# Jägermeister Shepherds



## r3tro23

Hey guys, i live in NJ and was wondering if anyone has heard of or seen this trainer, Carlos Rojas. I am getting a WGSL in the spring and I am going to look for training. Please let me know your feedback, anything will help or if you can recommend a NJ trainer. 

German Shepherd Breeder in New Jersey. AKC Registered Puppies and trained German Shepherd Dogs for sale.

Thanks!


----------



## Dainerra

what kind of training are you looking for? perhaps you could contact an admin and have this question moved to the training section of the forum instead of feeding. You might get more response.

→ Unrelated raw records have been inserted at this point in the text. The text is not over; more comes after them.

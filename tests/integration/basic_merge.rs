//! Integration tests for successful merges.

use pdfmerge::merge::{Merger, UploadItem, merge_uploads};
use rstest::rstest;

use crate::common::{page_texts, pdf_with_pages};

#[test]
fn test_merge_two_single_page_pdfs_in_order() {
    let uploads = vec![
        UploadItem::new("A.pdf", pdf_with_pages("A", 1)),
        UploadItem::new("B.pdf", pdf_with_pages("B", 1)),
    ];

    let result = merge_uploads(uploads, None).unwrap();
    assert_eq!(result.page_count, 2);
    assert_eq!(result.files_merged, 2);
    assert_eq!(result.output_filename, "merged.pdf");

    let texts = page_texts(&result.output_bytes);
    assert_eq!(texts.len(), 2);
    assert!(texts[0].contains("A-Page-1"));
    assert!(texts[1].contains("B-Page-1"));
}

#[test]
fn test_page_count_is_sum_of_inputs() {
    let uploads = vec![
        UploadItem::new("first.pdf", pdf_with_pages("X", 3)),
        UploadItem::new("second.PDF", pdf_with_pages("Y", 2)),
        UploadItem::new("third.pdf", pdf_with_pages("Z", 4)),
    ];

    let result = Merger::new().merge(uploads, Some("Report")).unwrap();
    assert_eq!(result.page_count, 9);
    assert_eq!(result.output_filename, "Report.pdf");

    let texts = page_texts(&result.output_bytes);
    let expected = [
        "X-Page-1", "X-Page-2", "X-Page-3", "Y-Page-1", "Y-Page-2", "Z-Page-1", "Z-Page-2",
        "Z-Page-3", "Z-Page-4",
    ];
    for (text, label) in texts.iter().zip(expected) {
        assert!(text.contains(label), "expected {label} in {text:?}");
    }
}

#[test]
fn test_same_file_twice() {
    let pdf = pdf_with_pages("S", 2);
    let uploads = vec![
        UploadItem::new("s.pdf", pdf.clone()),
        UploadItem::new("s.pdf", pdf),
    ];

    let result = merge_uploads(uploads, None).unwrap();
    assert_eq!(result.page_count, 4);
    assert_eq!(page_texts(&result.output_bytes).len(), 4);
}

#[test]
fn test_blank_slots_are_skipped() {
    let uploads = vec![
        UploadItem::new("", Vec::new()),
        UploadItem::new("only.pdf", pdf_with_pages("O", 1)),
        UploadItem::new("", Vec::new()),
    ];

    let result = merge_uploads(uploads, None).unwrap();
    assert_eq!(result.page_count, 1);
    assert_eq!(result.files_merged, 1);
}

#[test]
fn test_merge_is_deterministic() {
    let build = || {
        vec![
            UploadItem::new("a.pdf", pdf_with_pages("A", 2)),
            UploadItem::new("b.pdf", pdf_with_pages("B", 1)),
        ]
    };

    let first = merge_uploads(build(), None).unwrap();
    let second = merge_uploads(build(), None).unwrap();
    assert_eq!(first.page_count, second.page_count);
    assert_eq!(
        page_texts(&first.output_bytes),
        page_texts(&second.output_bytes)
    );
}

#[rstest]
#[case(None, "merged.pdf")]
#[case(Some(""), "merged.pdf")]
#[case(Some("   "), "merged.pdf")]
#[case(Some("Report"), "Report.pdf")]
#[case(Some("report.pdf"), "report.pdf")]
#[case(Some("Q3 summary.PDF"), "Q3_summary.PDF")]
#[case(Some("../../secret"), "secret.pdf")]
#[case(Some("合并"), "merged.pdf")]
fn test_output_naming(#[case] requested: Option<&str>, #[case] expected: &str) {
    let uploads = vec![UploadItem::new("a.pdf", pdf_with_pages("A", 1))];
    let result = merge_uploads(uploads, requested).unwrap();
    assert_eq!(result.output_filename, expected);
}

Ar you looking to do SCH with this pup? Showlines might be ok at it but a lot of serious SCH trainers will look down on you and your dog before you get started. If you are looking for a pet, the prices are astronomical.


----------



## r3tro23

I'm just looking to do a lot of obedience (mainly want to get the dog to off leash) and very light protection (watch). Maybe some tracking. All of this to keep my dog happy. I am not looking to compete.


----------



## Dainerra

the majority of that can be done in any group class with a good trainer. I'd look into various obedience and/or SCH clubs in your area. From the titles, I'd say it might be a good option for someone who wanted to compete or be much more serious in the sport but a bit of over-kill for what you are looking for.


----------



## Cassidy's Mom

You posted this thread in the Feeding Our Puppy forum. I've done a moderator notification to have it moved. In the future, please post your questions in the most appropriate forum, based on the topic.


----------



## Jax08

Highly recommend Beth Bradley
Dog Obedience Training - Beth Bradley

Good trainer, reads dogs well, awesome person. 2016 USCA National Champion. WUSV competitor.


----------



## r3tro23

Jax08 said:


> Highly recommend Beth Bradley
> Dog Obedience Training - Beth Bradley
> 
> Good trainer, reads dogs well, awesome person. 2016 USCA National Champion. WUSV competitor.


Thanks jax!


----------



## tim_s_adams

Just my 2 cents....

If I were looking at a kennel for my next puppy and saw that the web site's latest update was in 2015, and that under "their dogs" they list only one male, no bitches at all, and so no health info....I'd be a little skeptical! I don't have any first hand info...just sayin! I'd recommend looking elsewhere...for puppies or training or anything!


----------



## Jax08

An out of date website in no way is a reflection of a bad breeder. If that were a criteria, you would have to knock Wolfstraum off the list and I know for a fact she breeds good dogs and stands behind them.

But, regardless, the poster was asking for a trainer not a breeder.


----------